Two American literary giants spoke candidly about their characters, their Irish Catholi-cism and their creative roots at the ninth annual Russo Lecture at Fordham University’s Lincoln Center campus on April 25.
National Book Award winner Alice McDermott and Pulitzer Prize-winning author William Kennedy were joined by American Book Award winner Peter Quinn and New York Times columnist Dan Barry in a unique question-and-answer presentation that had author interviewing author on the craft of writing, with forays into ethnic identity and religion.
The event was sponsored by Fordham’s Archbishop Hughes Institute of Religion and Culture and moderated by George W. Hunt, S.J., director of the institute and former editor-in-chief of America magazine.

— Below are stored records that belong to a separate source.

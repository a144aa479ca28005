use rocket::http::Status;
use rocket::request::{FromRequest, Outcome, Request};

use crate::jwt::claims::Claims;
use crate::jwt::jwt_helper::verify_token;
use crate::models::user::User;
use crate::repository::user_repository::UserRepository;

// Request guard carrying the verified claims. A missing or malformed header is
// Unauthenticated (401); a present-but-invalid token is Forbidden (403).
pub struct AuthToken(pub Claims);

pub fn bearer_token(header: &str) -> Option<&str> {
    header.strip_prefix("Bearer ")
}

#[rocket::async_trait]
impl<'r> FromRequest<'r> for AuthToken {
    type Error = ();

    async fn from_request(request: &'r Request<'_>) -> Outcome<Self, Self::Error> {
        let header = match request.headers().get_one("Authorization") {
            Some(header) => header,
            None => return Outcome::Error((Status::Unauthorized, ())),
        };

        let token = match bearer_token(header) {
            Some(token) => token,
            None => return Outcome::Error((Status::Unauthorized, ())),
        };

        match verify_token(token) {
            Ok(claims) => Outcome::Success(AuthToken(claims)),
            Err(_) => Outcome::Error((Status::Forbidden, ())),
        }
    }
}

// Capability check run before each role-restricted operation. Costs one extra
// users lookup: the role on the stored user decides, not the one in the token.
pub async fn require_role(
    claims: &Claims,
    user_repo: &UserRepository,
    role: &str,
) -> Result<User, Status> {
    match user_repo.find_user_by_email(&claims.sub).await {
        Ok(Some(user)) if user.has_role(role) => Ok(user),
        Ok(_) => Err(Status::Forbidden),
        Err(e) => {
            log::error!("role lookup failed for {}: {:?}", claims.sub, e);
            Err(Status::InternalServerError)
        }
    }
}

#[cfg(test)]
mod tests {
    use super::*;

    #[test]
    fn bearer_scheme_is_required() {
        assert_eq!(bearer_token("Bearer abc.def.ghi"), Some("abc.def.ghi"));
        assert_eq!(bearer_token("Basic dXNlcg=="), None);
        assert_eq!(bearer_token("abc.def.ghi"), None);
    }
}
use jsonwebtoken::{
    decode, encode, errors::Result as JwtResult, DecodingKey, EncodingKey, Header, Validation,
};
use std::env;
use std::time::{SystemTime, UNIX_EPOCH};

use crate::jwt::claims::Claims;

const DEV_SECRET: &str = "secondhand_dev_secret";
const TOKEN_TTL_SECS: u64 = 60 * 60 * 24; // 1 day

fn secret() -> Vec<u8> {
    env::var("JWT_SECRET")
        .unwrap_or_else(|_| DEV_SECRET.to_string())
        .into_bytes()
}

pub fn create_token(email: &str, role: &str) -> JwtResult<String> {
    let claims = Claims {
        sub: email.to_string(),
        role: role.to_string(),
        exp: (SystemTime::now().duration_since(UNIX_EPOCH).unwrap().as_secs() + TOKEN_TTL_SECS)
            as usize,
    };

    encode(&Header::default(), &claims, &EncodingKey::from_secret(&secret()))
}

pub fn verify_token(token: &str) -> Result<Claims, String> {
    decode::<Claims>(token, &DecodingKey::from_secret(&secret()), &Validation::default())
        .map(|data| data.claims)
        .map_err(|_| "Invalid token".to_string())
}

#[cfg(test)]
mod tests {
    use super::*;

    #[test]
    fn token_round_trip_preserves_email_and_role() {
        let token = create_token("a@x.com", "seller").unwrap();
        let claims = verify_token(&token).unwrap();
        assert_eq!(claims.sub, "a@x.com");
        assert_eq!(claims.role, "seller");
    }

    #[test]
    fn garbage_and_tampered_tokens_are_rejected() {
        assert!(verify_token("not.a.token").is_err());

        let mut token = create_token("a@x.com", "buyer").unwrap();
        token.push('x');
        assert!(verify_token(&token).is_err());
    }
}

Both McDermott and Kennedy are Irish Catholic whose works are heavily rooted in geographical settings—McDermott’s novels take place on Long Island, and Kennedy’s in Albany, N.Y. The settings, however, are background to the greater metaphors found in literature, McDermott said.
“I don’t write about these places out of any inherent interest in the place,” said McDermott, author of the 1998 National Book Award-winning novel Charming Billy (Farrar Straus Giroux, 1997). “But for my characters, to understand them and to understand what we all experience, New York City and Long Island have proven to be a proper metaphor.”
Both locations evoke what she called the “geography of yearning.”
“There’s that sense of moving on, of wanting something better for our children, for ourselves,” she said. “I’m sure there are other places in the country that would fit as nicely in the metaphor, but this is the territory I know.”
Kennedy said he wrote his 1984 Pulitzer Prize-winning novel Ironweed (Viking, 1983), part of his Albany cycle of novels, after moving back to that city. Kennedy said that his childhood neighborhood in north Albany was called Limerick.
“Growing up, I just assumed that everybody was Irish, Catholic and a Democrat,” said Kennedy, noting that he was the first person in his extended family to marry a non-Irish Catholic. “When I went back to write about the neighborhood, suddenly I began to see all the ethnic history, to understand the movement of the Irish, the love of the church, and the politics—[Albany] has one of the oldest, nonpareil, political machines which has been in power since 1921.”
Quinn said Kennedy’s work “reminds us that style is the signature of the soul.”
“It’s the writing that makes an ordinary story an extraordinary work of art,” he said. He called Kennedy’s latest novel, Roscoe (Viking, 2002), about post-World War II Democratic politics, an example of the author’s talent as a comic writer.
Barry, meanwhile, told the audience that he thinks a lot about the “energy” of words. “In my profession, readers look for the first hint not to read something—my job is to grab them by the throat,” he said.
McDermott was surprised at being labeled an Irish writer, saying that “everybody came from someplace else.” The Catholicism in her work, she said, was more essential to her fiction.
“What do we want?” she asked. “We want redemption. We want eternal life. The church provides a language to say things my characters might not [otherwise]articulate.”